Highlighting the importance of lactic acid bacteria: An interview with Prof. Seppo Salminen

By Kristina Campbell, M.Sc., science & medical writer

 

In a 2009 book called What on Earth Evolved?, British author Christopher Lloyd takes on the task of ranking the top 100 species that have influenced the planet throughout its evolutionary history.

What comes in at number 5, just slightly more influential than Homo sapiens? Lactobacilli, a diverse group of lactic-acid-producing bacteria.

The influential status of these bacteria on a global scale comes as no surprise to Prof. Seppo Salminen, ISAPP president and Professor at University of Turku (Finland), who has spent most of his career studying these microbes. He is the co-editor of the best-selling textbook Lactic Acid Bacteria: Microbiological and Functional Aspects, the fifth edition of which was released earlier this year. Salminen says the scientific community has come a long way in its understanding of lactic acid bacteria (LAB)—and in particular, lactobacilli.

Seppo Salminen at ISAPP annual meeting 2019

“If you think about the history of humankind, earlier on, more than 60% of the food supply was fermented,” explains Salminen. “On a daily basis, humans would have consumed many, many lactic acid bacteria.”

Yet 30 years ago when Salminen and his colleagues published the first edition of the textbook on lactic acid bacteria, they were working against perceptions that bacteria were universally harmful. The science on using live microorganisms to achieve health benefits was still emerging.

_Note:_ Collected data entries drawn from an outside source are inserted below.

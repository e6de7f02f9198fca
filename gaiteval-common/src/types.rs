//! Core domain types shared across the gaiteval crates
//!
//! These are the boundary types for the two external collaborators the
//! engine talks to: the session listing API and the result-set storage.
//! Payloads are validated here, at the boundary, before anything enters
//! the evaluation engine.

use std::collections::HashMap;
use std::fmt;
use std::str::FromStr;

use chrono::{DateTime, Utc};
use serde::{Deserialize, Serialize};
use uuid::Uuid;

use crate::{Error, Result};

/// One of the up-to-four physical recording perspectives of a session.
///
/// A camera filming a runner moving left-to-right sees the runner's right
/// side most clearly, and vice versa; the value resolver exploits this.
#[derive(Debug, Clone, Copy, PartialEq, Eq, Hash, Serialize, Deserialize)]
#[serde(rename_all = "snake_case")]
pub enum CameraAngle {
    /// Primary side-on recording; required for a session to complete
    Normal,
    /// Runner crosses the frame left to right (right side facing camera)
    LeftToRight,
    /// Runner crosses the frame right to left (left side facing camera)
    RightToLeft,
    /// Recording from behind the runner
    RearView,
}

impl CameraAngle {
    /// Stable wire/file name for this angle
    pub fn as_str(&self) -> &'static str {
        match self {
            CameraAngle::Normal => "normal",
            CameraAngle::LeftToRight => "left_to_right",
            CameraAngle::RightToLeft => "right_to_left",
            CameraAngle::RearView => "rear_view",
        }
    }

    /// All angles, in the order the collaborators report them
    pub fn all() -> [CameraAngle; 4] {
        [
            CameraAngle::Normal,
            CameraAngle::LeftToRight,
            CameraAngle::RightToLeft,
            CameraAngle::RearView,
        ]
    }
}

impl fmt::Display for CameraAngle {
    fn fmt(&self, f: &mut fmt::Formatter<'_>) -> fmt::Result {
        f.write_str(self.as_str())
    }
}

impl FromStr for CameraAngle {
    type Err = Error;

    fn from_str(s: &str) -> Result<Self> {
        match s {
            "normal" => Ok(CameraAngle::Normal),
            "left_to_right" => Ok(CameraAngle::LeftToRight),
            "right_to_left" => Ok(CameraAngle::RightToLeft),
            "rear_view" => Ok(CameraAngle::RearView),
            other => Err(Error::InvalidInput(format!("unknown camera angle: {other}"))),
        }
    }
}

/// Anatomical side of a bilateral metric
#[derive(Debug, Clone, Copy, PartialEq, Eq, Hash, Serialize, Deserialize)]
#[serde(rename_all = "snake_case")]
pub enum Side {
    Left,
    Right,
}

impl Side {
    /// Metric key suffix for this side (`-l` / `-r`)
    pub fn suffix(&self) -> &'static str {
        match self {
            Side::Left => "-l",
            Side::Right => "-r",
        }
    }
}

impl fmt::Display for Side {
    fn fmt(&self, f: &mut fmt::Formatter<'_>) -> fmt::Result {
        match self {
            Side::Left => f.write_str("left"),
            Side::Right => f.write_str("right"),
        }
    }
}

/// Processing state of an analysis session
#[derive(Debug, Clone, Copy, PartialEq, Eq, Serialize, Deserialize)]
#[serde(rename_all = "snake_case")]
pub enum SessionStatus {
    Pending,
    Processing,
    /// Primary angle processed successfully; session participates in
    /// classification and aggregation
    Completed,
    /// Terminal; no result sets usable
    Failed,
}

/// One session entry as reported by the session listing collaborator
#[derive(Debug, Clone, Serialize, Deserialize)]
pub struct SessionListing {
    pub id: Uuid,
    pub user_id: Uuid,
    pub created_at: DateTime<Utc>,
    pub status: SessionStatus,
    /// Angles whose recordings were uploaded and processed. Angles not
    /// listed here are treated as having no result set.
    #[serde(default)]
    pub uploaded_angles: Vec<CameraAngle>,
}

impl SessionListing {
    pub fn has_angle(&self, angle: CameraAngle) -> bool {
        self.uploaded_angles.contains(&angle)
    }
}

/// Parsed numeric output of one (session, camera angle) recording.
///
/// Immutable once created; a reprocessed recording supersedes the whole
/// result set rather than updating it.
#[derive(Debug, Clone, Serialize, Deserialize)]
pub struct ResultSet {
    pub session_id: Uuid,
    pub angle: CameraAngle,
    /// Metric key to measured value. Metrics the angle did not measure
    /// are absent, never zero.
    pub values: HashMap<String, f64>,
}

impl ResultSet {
    /// Parse the collaborator's tabular text: one header row of metric
    /// keys, one data row of numeric values. Empty cells mean "not
    /// measured" and are omitted from the map.
    pub fn parse(session_id: Uuid, angle: CameraAngle, text: &str) -> Result<Self> {
        let mut lines = text.lines().filter(|l| !l.trim().is_empty());
        let header = lines
            .next()
            .ok_or_else(|| Error::MalformedResultSet("empty result set".into()))?;
        let data = lines
            .next()
            .ok_or_else(|| Error::MalformedResultSet("missing data row".into()))?;

        let keys: Vec<&str> = header.split(',').map(str::trim).collect();
        let values = parse_row(&keys, data)?;

        Ok(ResultSet {
            session_id,
            angle,
            values,
        })
    }

    /// Value for a metric key, if this angle measured it
    pub fn get(&self, key: &str) -> Option<f64> {
        self.values.get(key).copied()
    }
}

/// Frame-by-frame variant of a result set: one row per video frame.
///
/// Used only for single-session intra-stride charts, never for
/// cross-session trends.
#[derive(Debug, Clone, Serialize, Deserialize)]
pub struct FrameSeries {
    pub session_id: Uuid,
    pub angle: CameraAngle,
    pub keys: Vec<String>,
    /// One entry per frame, in recording order
    pub frames: Vec<HashMap<String, f64>>,
}

impl FrameSeries {
    /// Parse the frame-by-frame tabular variant: header row of metric
    /// keys, then one row per frame.
    pub fn parse(session_id: Uuid, angle: CameraAngle, text: &str) -> Result<Self> {
        let mut lines = text.lines().filter(|l| !l.trim().is_empty());
        let header = lines
            .next()
            .ok_or_else(|| Error::MalformedResultSet("empty frame series".into()))?;
        let keys: Vec<&str> = header.split(',').map(str::trim).collect();

        let mut frames = Vec::new();
        for line in lines {
            frames.push(parse_row(&keys, line)?);
        }

        Ok(FrameSeries {
            session_id,
            angle,
            keys: keys.into_iter().map(String::from).collect(),
            frames,
        })
    }

    /// Per-frame series for one metric; `None` for frames where the
    /// metric was not measured
    pub fn series(&self, key: &str) -> Vec<Option<f64>> {
        self.frames.iter().map(|f| f.get(key).copied()).collect()
    }
}

fn parse_row(keys: &[&str], line: &str) -> Result<HashMap<String, f64>> {
    let cells: Vec<&str> = line.split(',').map(str::trim).collect();
    if cells.len() > keys.len() {
        return Err(Error::MalformedResultSet(format!(
            "data row has {} cells but header has {} keys",
            cells.len(),
            keys.len()
        )));
    }

    let mut values = HashMap::new();
    for (key, cell) in keys.iter().zip(cells.iter()) {
        if cell.is_empty() {
            continue; // not measured for this angle
        }
        let value: f64 = cell.parse().map_err(|_| {
            Error::MalformedResultSet(format!("non-numeric value {cell:?} for metric {key:?}"))
        })?;
        values.insert((*key).to_string(), value);
    }
    Ok(values)
}

/// A completed session together with whatever result sets were fetched
/// for it. Locally owned by one request; never shared or cached.
#[derive(Debug, Clone)]
pub struct AnalysisSession {
    pub listing: SessionListing,
    pub result_sets: HashMap<CameraAngle, ResultSet>,
}

impl AnalysisSession {
    pub fn new(listing: SessionListing) -> Self {
        Self {
            listing,
            result_sets: HashMap::new(),
        }
    }

    pub fn result_set(&self, angle: CameraAngle) -> Option<&ResultSet> {
        self.result_sets.get(&angle)
    }
}

#[cfg(test)]
mod tests {
    use super::*;

    fn sid() -> Uuid {
        Uuid::nil()
    }

    #[test]
    fn parse_result_set_basic() {
        let text = "step_rate,fat-l,fat-r\n172.5,8.0,9.5\n";
        let rs = ResultSet::parse(sid(), CameraAngle::Normal, text).unwrap();
        assert_eq!(rs.get("step_rate"), Some(172.5));
        assert_eq!(rs.get("fat-l"), Some(8.0));
        assert_eq!(rs.get("fat-r"), Some(9.5));
    }

    #[test]
    fn parse_result_set_empty_cells_are_unmeasured() {
        let text = "step_rate,fat-l,fat-r\n172.5,,9.5\n";
        let rs = ResultSet::parse(sid(), CameraAngle::Normal, text).unwrap();
        assert_eq!(rs.get("fat-l"), None);
        assert_eq!(rs.get("fat-r"), Some(9.5));
    }

    #[test]
    fn parse_result_set_short_data_row() {
        // Trailing absent cells also mean "not measured"
        let text = "step_rate,fat-l,fat-r\n172.5\n";
        let rs = ResultSet::parse(sid(), CameraAngle::Normal, text).unwrap();
        assert_eq!(rs.get("step_rate"), Some(172.5));
        assert_eq!(rs.get("fat-r"), None);
    }

    #[test]
    fn parse_result_set_missing_data_row() {
        let err = ResultSet::parse(sid(), CameraAngle::Normal, "step_rate\n").unwrap_err();
        assert!(matches!(err, Error::MalformedResultSet(_)));
    }

    #[test]
    fn parse_result_set_non_numeric_cell() {
        let text = "step_rate,fat-l\n172.5,oops\n";
        let err = ResultSet::parse(sid(), CameraAngle::Normal, text).unwrap_err();
        assert!(matches!(err, Error::MalformedResultSet(_)));
    }

    #[test]
    fn parse_frame_series() {
        let text = "knee_flexion_stance-l,knee_flexion_stance-r\n41.0,40.5\n42.2,\n43.1,41.9\n";
        let fs = FrameSeries::parse(sid(), CameraAngle::Normal, text).unwrap();
        assert_eq!(fs.frames.len(), 3);
        assert_eq!(
            fs.series("knee_flexion_stance-r"),
            vec![Some(40.5), None, Some(41.9)]
        );
    }

    #[test]
    fn camera_angle_round_trip() {
        for angle in CameraAngle::all() {
            assert_eq!(angle.as_str().parse::<CameraAngle>().unwrap(), angle);
        }
    }

    #[test]
    fn side_suffixes() {
        assert_eq!(Side::Left.suffix(), "-l");
        assert_eq!(Side::Right.suffix(), "-r");
    }
}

“Most people in food technology, they had learned how to kill bacteria but not how to keep them alive,” he explains. “They didn’t yet know how to add them to different formulations in foods and what sort of carrier they need. At that time, the safety and efficacy of probiotics was not well understood.”

Around ten years later, scientists came together to develop a definition of probiotics on behalf of the Food and Agriculture Organization of the United Nations and the WHO (FAO/WHO)—in a report that formed the basis of ISAPP Consensus meeting and today’s international consensus definition: “live microorganisms that, when administered in adequate amounts, confer a health benefit on the host”.

With probiotics having been more precisely defined, the following years were a time of rapid scientific progress in the field. Lactobacilli became the stars of the show, as research emerged on the benefits of various strains and combinations of strains in food science and medicine.

Fast forward to today, when rapidly expanding gut microbiome research adds another dimension to what we know about these bacteria. While lactic acid bacteria are still primarily of interest for the health benefits they impart, scientists can now also study their interactions with other microorganisms in the intestinal microbiome. In some cases, this kind of research may help uncover new mechanisms of action.

After everything Salminen and his textbook co-editors (Vinderola, Ouwehand, and von Wright) have learned about lactic acid bacteria over the past few decades, Salminen says there are two main reasons for the perennial importance of the bugs. “One is their importance in food fermentation, extending the shelf life of foods, making a kind of food processing or ‘agricultural processing’ possible. To make sauerkraut shelf-stable for weeks, or to make yogurt or cheese.”

The second reason, he says, relates to their benefits for the host. “Lactic acid bacteria, especially lactobacilli, reinforce intestinal integrity. So they protect us against pathogens; and sometimes against toxins and heavy metals by binding them away.”

He continues, “The more we know, the more we understand that LAB are needed. There are very specific strains that are helpful in different conditions for animal feeds or for clinical nutrition for infants, for example.” He says the knowledge is expanding at such a rapid pace that it may only be a few more years before the textbook he co-edited will need another edition.

Salminen is currently one of the world’s most cited probiotic researchers, and has diverse ongoing research projects related to digestive health, eczema, early life, and nutrition economics—but lactic acid bacteria are the thread that weaves everything together.

“I’m proud to be working on the fifth most important factor in human evolution,” he says.